Conversaciones y Academias darían lugar a los itinerarios de la República de las Letras, una república monárquica que Fumaroli estudia junto a la biografía de sus protagonistas, príncipes admirables, como Nicolas-Claude Fabri de Peiresc, astrónomo, cosmógrafo, físico, zoólogo, naturalista y filólogo, quien renunció a ser autor para promocionar de su propio bolsillo a autores a los que proporcionaba gratuitamente manuscritos y documentos y que tuvo el mérito de convertir a la ciudad de París en la capital de la República de las Letras, arrebatando a Italia la centralidad y el protagonismo. O como Anne-Claude de Thubières, conde de Caylus, militar que veló sus primeras armas a los 15 años en la Guerra de Sucesión española y que, iniciado en el Salón de su madre y más tarde en las Academias de Pintura y de las Inscripciones, decidió consagrarse a las letras como narrador, novelista, dramaturgo, ensayista, traductor, autor de una amplia correspondencia y de un nutrido diario. O como Seroux D’Agincourt, autor de una gigantesca obra que recopilaba mil años de historia de las artes visuales en Europa, que le ocupó 35 años y que no llegó a ver publicada en vida.
Los antiguos y los modernos
Marc Fumaroli sitúa el desarrollo de las Academias y de la República de las Letras en el marco de la querella entre los Antiguos y los Modernos, que activó la dinámica de la pre-Ilustración y de las Luces y que estudió con más profundidad en su obra “Las arañas y las abejas”, que hemos comentado aquí en otra ocasión, querella que el autor sitúa en el marco de la Academia Francesa, la Academia de las Ciencias y la Academia de las Inscripciones.

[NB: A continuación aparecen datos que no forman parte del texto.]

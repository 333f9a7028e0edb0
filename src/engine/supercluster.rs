// engine/supercluster.rs
//! Greedy hierarchical point clustering over a fixed zoom range.
//!
//! Points are projected to unit Mercator and indexed once per zoom level.
//! Level `max_zoom + 1` holds the raw points; every level below it is built
//! by merging neighbours of the level above within a radius that halves per
//! zoom step.

use std::f64::consts::PI;
use log::{debug, trace};
use rstar::RTree;
use serde::{Serialize, Deserialize};
use serde_json::Value;

use crate::error::{Error, Result};
use super::spatial::{self, IndexedNode};

/// Highest `max_zoom` the cluster id encoding can carry
pub const MAX_SUPPORTED_ZOOM: u32 = 30;

const UNPROCESSED: u32 = u32::MAX;

#[derive(Debug, Clone, Serialize, Deserialize)]
pub struct SuperclusterOptions {
    pub min_zoom: u32,
    pub max_zoom: u32,
    /// Minimum number of points to form a cluster
    pub min_points: usize,
    /// Cluster radius in pixels
    pub radius: f64,
    /// Tile extent the radius is measured in
    pub extent: f64,
}

impl Default for SuperclusterOptions {
    fn default() -> Self {
        Self {
            min_zoom: 0,
            max_zoom: 16,
            min_points: 2,
            radius: 40.0,
            extent: 512.0,
        }
    }
}

impl SuperclusterOptions {
    pub fn validate(&self) -> Result<()> {
        if self.min_zoom > self.max_zoom {
            return Err(Error::Config(format!(
                "min_zoom ({}) must not exceed max_zoom ({})", self.min_zoom, self.max_zoom
            )));
        }
        if self.max_zoom > MAX_SUPPORTED_ZOOM {
            return Err(Error::Config(format!(
                "max_zoom must be at most {}: {}", MAX_SUPPORTED_ZOOM, self.max_zoom
            )));
        }
        if !self.radius.is_finite() || self.radius < 0.0 {
            return Err(Error::Config(format!("Invalid radius: {}", self.radius)));
        }
        if !self.extent.is_finite() || self.extent <= 0.0 {
            return Err(Error::Config(format!("Invalid extent: {}", self.extent)));
        }
        if self.min_points < 2 {
            return Err(Error::Config(
                "min_points must be at least 2".to_string()
            ));
        }
        Ok(())
    }
}

/// An input point: longitude/latitude in degrees plus a caller payload.
#[derive(Debug, Clone, PartialEq)]
pub struct GeoPoint<T> {
    pub lon_lat: [f64; 2],
    pub data: T,
}

impl<T> GeoPoint<T> {
    pub fn new(lon_lat: [f64; 2], data: T) -> Self {
        Self { lon_lat, data }
    }
}

/// One entry of a query result.
#[derive(Debug, Clone, Copy)]
pub enum ClusterResult<'a, T> {
    Cluster {
        id: u64,
        point_count: usize,
        lon_lat: [f64; 2],
    },
    Point(&'a GeoPoint<T>),
}

impl<'a, T> ClusterResult<'a, T> {
    pub fn is_cluster(&self) -> bool {
        matches!(self, ClusterResult::Cluster { .. })
    }

    pub fn cluster_id(&self) -> Option<u64> {
        match self {
            ClusterResult::Cluster { id, .. } => Some(*id),
            ClusterResult::Point(_) => None,
        }
    }

    pub fn point_count(&self) -> usize {
        match self {
            ClusterResult::Cluster { point_count, .. } => *point_count,
            ClusterResult::Point(_) => 1,
        }
    }

    pub fn lon_lat(&self) -> [f64; 2] {
        match self {
            ClusterResult::Cluster { lon_lat, .. } => *lon_lat,
            ClusterResult::Point(point) => point.lon_lat,
        }
    }
}

/// Short label for a point count: `1234` -> `"1.2k"`, `15000` -> `"15k"`.
pub fn abbreviate_count(count: usize) -> Value {
    if count >= 10000 {
        Value::from(format!("{}k", (count as f64 / 1000.0).round()))
    } else if count >= 1000 {
        Value::from(format!("{}k", (count as f64 / 100.0).round() / 10.0))
    } else {
        Value::from(count)
    }
}

#[derive(Debug, Clone, Copy, PartialEq)]
enum NodeKind {
    /// Index into the loaded points
    Leaf(usize),
    Cluster(u64),
}

#[derive(Debug, Clone)]
struct Node {
    x: f64,
    y: f64,
    /// Last zoom this node was processed at
    zoom: u32,
    kind: NodeKind,
    parent_id: Option<u64>,
    num_points: usize,
}

struct Level {
    nodes: Vec<Node>,
    tree: RTree<IndexedNode>,
}

impl std::fmt::Debug for Level {
    fn fmt(&self, f: &mut std::fmt::Formatter<'_>) -> std::fmt::Result {
        f.debug_struct("Level")
            .field("nodes", &self.nodes.len())
            .finish_non_exhaustive()
    }
}

impl Level {
    fn new(nodes: Vec<Node>) -> Self {
        let tree = spatial::build_rtree(nodes.iter().map(|n| [n.x, n.y]));
        Self { nodes, tree }
    }
}

#[derive(Debug)]
pub struct Supercluster<T> {
    options: SuperclusterOptions,
    points: Vec<GeoPoint<T>>,
    /// Indexed by zoom; `None` below `min_zoom` and before `load`
    levels: Vec<Option<Level>>,
}

impl<T> Supercluster<T> {
    pub fn new(options: SuperclusterOptions) -> Result<Self> {
        options.validate()?;
        Ok(Self {
            options,
            points: Vec::new(),
            levels: Vec::new(),
        })
    }

    pub fn points(&self) -> &[GeoPoint<T>] {
        &self.points
    }

    /// Replaces the indexed points and rebuilds every zoom level.
    ///
    /// Points with non-finite coordinates are dropped.
    pub fn load(&mut self, points: Vec<GeoPoint<T>>) {
        let total = points.len();
        self.points = points.into_iter()
            .filter(|p| p.lon_lat[0].is_finite() && p.lon_lat[1].is_finite())
            .collect();
        if self.points.len() != total {
            debug!("Dropped {} points with non-finite coordinates", total - self.points.len());
        }

        let min_zoom = self.options.min_zoom;
        let max_zoom = self.options.max_zoom;

        let leaves: Vec<Node> = self.points.iter().enumerate()
            .map(|(i, p)| Node {
                x: lng_x(p.lon_lat[0]),
                y: lat_y(p.lon_lat[1]),
                zoom: UNPROCESSED,
                kind: NodeKind::Leaf(i),
                parent_id: None,
                num_points: 1,
            })
            .collect();

        self.levels = (0..=max_zoom + 1).map(|_| None).collect();
        self.levels[max_zoom as usize + 1] = Some(Level::new(leaves));

        for zoom in (min_zoom..=max_zoom).rev() {
            let clusters = self.cluster_level(zoom);
            trace!("z{}: {} clusters", zoom, clusters.len());
            self.levels[zoom as usize] = Some(Level::new(clusters));
        }

        debug!(
            "Indexed {} points over zooms {}..={}",
            self.points.len(), min_zoom, max_zoom
        );
    }

    fn radius_at(&self, zoom: i32) -> f64 {
        self.options.radius / (self.options.extent * 2f64.powi(zoom))
    }

    /// Merges the nodes of level `zoom + 1` into the node list for `zoom`.
    fn cluster_level(&mut self, zoom: u32) -> Vec<Node> {
        let r = self.radius_at(zoom as i32);
        let min_points = self.options.min_points;
        let point_total = self.points.len() as u64;

        let mut clusters = Vec::new();
        let Some(Level { nodes, tree }) = self.levels[zoom as usize + 1].as_mut() else {
            return clusters;
        };

        for i in 0..nodes.len() {
            if nodes[i].zoom <= zoom {
                continue;
            }
            nodes[i].zoom = zoom;

            let (px, py) = (nodes[i].x, nodes[i].y);
            let neighbor_ids = spatial::within(tree, px, py, r);

            let origin_points = nodes[i].num_points;
            let mut num_points = origin_points;
            for &n in &neighbor_ids {
                if nodes[n].zoom > zoom {
                    num_points += nodes[n].num_points;
                }
            }

            if num_points > origin_points && num_points >= min_points {
                let mut wx = px * origin_points as f64;
                let mut wy = py * origin_points as f64;

                // Origin index and zoom are recoverable from the id
                let id = ((i as u64) << 5) + (zoom as u64 + 1) + point_total;

                for &n in &neighbor_ids {
                    let neighbor = &mut nodes[n];
                    if neighbor.zoom <= zoom {
                        continue;
                    }
                    neighbor.zoom = zoom;
                    wx += neighbor.x * neighbor.num_points as f64;
                    wy += neighbor.y * neighbor.num_points as f64;
                    neighbor.parent_id = Some(id);
                }

                nodes[i].parent_id = Some(id);
                clusters.push(Node {
                    x: wx / num_points as f64,
                    y: wy / num_points as f64,
                    zoom: UNPROCESSED,
                    kind: NodeKind::Cluster(id),
                    parent_id: None,
                    num_points,
                });
            } else {
                clusters.push(nodes[i].clone());

                if num_points > 1 {
                    for &n in &neighbor_ids {
                        let neighbor = &mut nodes[n];
                        if neighbor.zoom <= zoom {
                            continue;
                        }
                        neighbor.zoom = zoom;
                        clusters.push(neighbor.clone());
                    }
                }
            }
        }

        clusters
    }

    fn limit_zoom(&self, zoom: f64) -> usize {
        let min = self.options.min_zoom as f64;
        let max = (self.options.max_zoom + 1) as f64;
        let zoom = zoom.floor();
        if zoom.is_nan() {
            return self.options.min_zoom as usize;
        }
        zoom.clamp(min, max) as usize
    }

    fn to_result(&self, node: &Node) -> ClusterResult<'_, T> {
        match node.kind {
            NodeKind::Cluster(id) => ClusterResult::Cluster {
                id,
                point_count: node.num_points,
                lon_lat: [x_lng(node.x), y_lat(node.y)],
            },
            NodeKind::Leaf(index) => ClusterResult::Point(&self.points[index]),
        }
    }

    /// Clusters and points inside a `[west, south, east, north]` box at `zoom`.
    pub fn get_clusters(&self, bbox: [f64; 4], zoom: f64) -> Vec<ClusterResult<'_, T>> {
        let mut min_lng = ((bbox[0] + 180.0) % 360.0 + 360.0) % 360.0 - 180.0;
        let min_lat = bbox[1].clamp(-90.0, 90.0);
        let mut max_lng = if bbox[2] == 180.0 {
            180.0
        } else {
            ((bbox[2] + 180.0) % 360.0 + 360.0) % 360.0 - 180.0
        };
        let max_lat = bbox[3].clamp(-90.0, 90.0);

        if bbox[2] - bbox[0] >= 360.0 {
            min_lng = -180.0;
            max_lng = 180.0;
        } else if min_lng > max_lng {
            // Box crosses the antimeridian
            let mut eastern = self.get_clusters([min_lng, min_lat, 180.0, max_lat], zoom);
            let western = self.get_clusters([-180.0, min_lat, max_lng, max_lat], zoom);
            eastern.extend(western);
            return eastern;
        }

        let Some(Some(level)) = self.levels.get(self.limit_zoom(zoom)) else {
            return Vec::new();
        };

        spatial::range(&level.tree, lng_x(min_lng), lat_y(max_lat), lng_x(max_lng), lat_y(min_lat))
            .into_iter()
            .map(|id| self.to_result(&level.nodes[id]))
            .collect()
    }

    fn origin_of(&self, cluster_id: u64) -> Result<(usize, usize)> {
        let point_total = self.points.len() as u64;
        if cluster_id < point_total {
            return Err(Error::UnknownCluster(cluster_id));
        }
        let encoded = cluster_id - point_total;
        Ok(((encoded >> 5) as usize, (encoded % 32) as usize))
    }

    /// Direct children of a cluster, one zoom level down.
    pub fn get_children(&self, cluster_id: u64) -> Result<Vec<ClusterResult<'_, T>>> {
        let (origin_id, origin_zoom) = self.origin_of(cluster_id)?;
        let level = self.levels.get(origin_zoom)
            .and_then(Option::as_ref)
            .ok_or(Error::UnknownCluster(cluster_id))?;
        let origin = level.nodes.get(origin_id)
            .ok_or(Error::UnknownCluster(cluster_id))?;

        let r = self.radius_at(origin_zoom as i32 - 1);
        let children: Vec<ClusterResult<'_, T>> = spatial::within(&level.tree, origin.x, origin.y, r)
            .into_iter()
            .map(|id| &level.nodes[id])
            .filter(|node| node.parent_id == Some(cluster_id))
            .map(|node| self.to_result(node))
            .collect();

        if children.is_empty() {
            return Err(Error::UnknownCluster(cluster_id));
        }
        Ok(children)
    }

    /// Original points under a cluster. `limit: None` returns all of them.
    pub fn get_leaves(&self, cluster_id: u64, limit: Option<usize>, offset: usize) -> Result<Vec<&GeoPoint<T>>> {
        let mut leaves = Vec::new();
        if limit == Some(0) {
            return Ok(leaves);
        }
        self.append_leaves(&mut leaves, cluster_id, limit, offset, 0)?;
        Ok(leaves)
    }

    fn append_leaves<'a>(
        &'a self,
        result: &mut Vec<&'a GeoPoint<T>>,
        cluster_id: u64,
        limit: Option<usize>,
        offset: usize,
        mut skipped: usize,
    ) -> Result<usize> {
        for child in self.get_children(cluster_id)? {
            match child {
                ClusterResult::Cluster { id, point_count, .. } => {
                    if skipped + point_count <= offset {
                        // Skip the whole cluster
                        skipped += point_count;
                    } else {
                        skipped = self.append_leaves(result, id, limit, offset, skipped)?;
                    }
                },
                ClusterResult::Point(point) => {
                    if skipped < offset {
                        skipped += 1;
                    } else {
                        result.push(point);
                    }
                },
            }

            if limit.map_or(false, |limit| result.len() >= limit) {
                break;
            }
        }
        Ok(skipped)
    }

    /// Zoom at which a cluster breaks apart into more than one child.
    pub fn get_cluster_expansion_zoom(&self, cluster_id: u64) -> Result<u32> {
        let (_, origin_zoom) = self.origin_of(cluster_id)?;
        let mut expansion_zoom = origin_zoom as i64 - 1;
        let mut current = cluster_id;

        while expansion_zoom <= self.options.max_zoom as i64 {
            let children = self.get_children(current)?;
            expansion_zoom += 1;
            if children.len() != 1 {
                break;
            }
            match children[0].cluster_id() {
                Some(id) => current = id,
                None => break,
            }
        }
        Ok(expansion_zoom.max(0) as u32)
    }
}

// Longitude/latitude to unit Mercator, with y growing southwards
fn lng_x(lng: f64) -> f64 {
    lng / 360.0 + 0.5
}

fn lat_y(lat: f64) -> f64 {
    let sin = (lat * PI / 180.0).sin();
    let y = 0.5 - 0.25 * ((1.0 + sin) / (1.0 - sin)).ln() / PI;
    y.clamp(0.0, 1.0)
}

fn x_lng(x: f64) -> f64 {
    (x - 0.5) * 360.0
}

fn y_lat(y: f64) -> f64 {
    let y2 = (180.0 - y * 360.0) * PI / 180.0;
    360.0 * y2.exp().atan() / PI - 90.0
}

A pesar de que la República de las Letras fue desapareciendo poco a poco a lo largo del siglo XIX, su influjo llega hasta el siglo XX con el último de sus “príncipes”, Alphonse Dupront, un historiador de la misma generación de Sartre y Aron, testigo de la condena por el papa Pio XI de la doctrina monárquica de Charles Maurras, identificado con marxistas, fascistas y nacionalsocialistas, los tres totalitarismos del siglo. Para Dupront, la Historia no es la que hacen y escriben los vencedores filosóficos, políticos y militares sino otra más esencial, más difícil, más compleja, que escriben y hacen los poetas, filósofos, filólogos, teólogos, clérigos, y cuyo horizonte, como el de la República de las Letras, “rebasa siempre las murallas de la Ciudad y sus finalidades coyunturales”.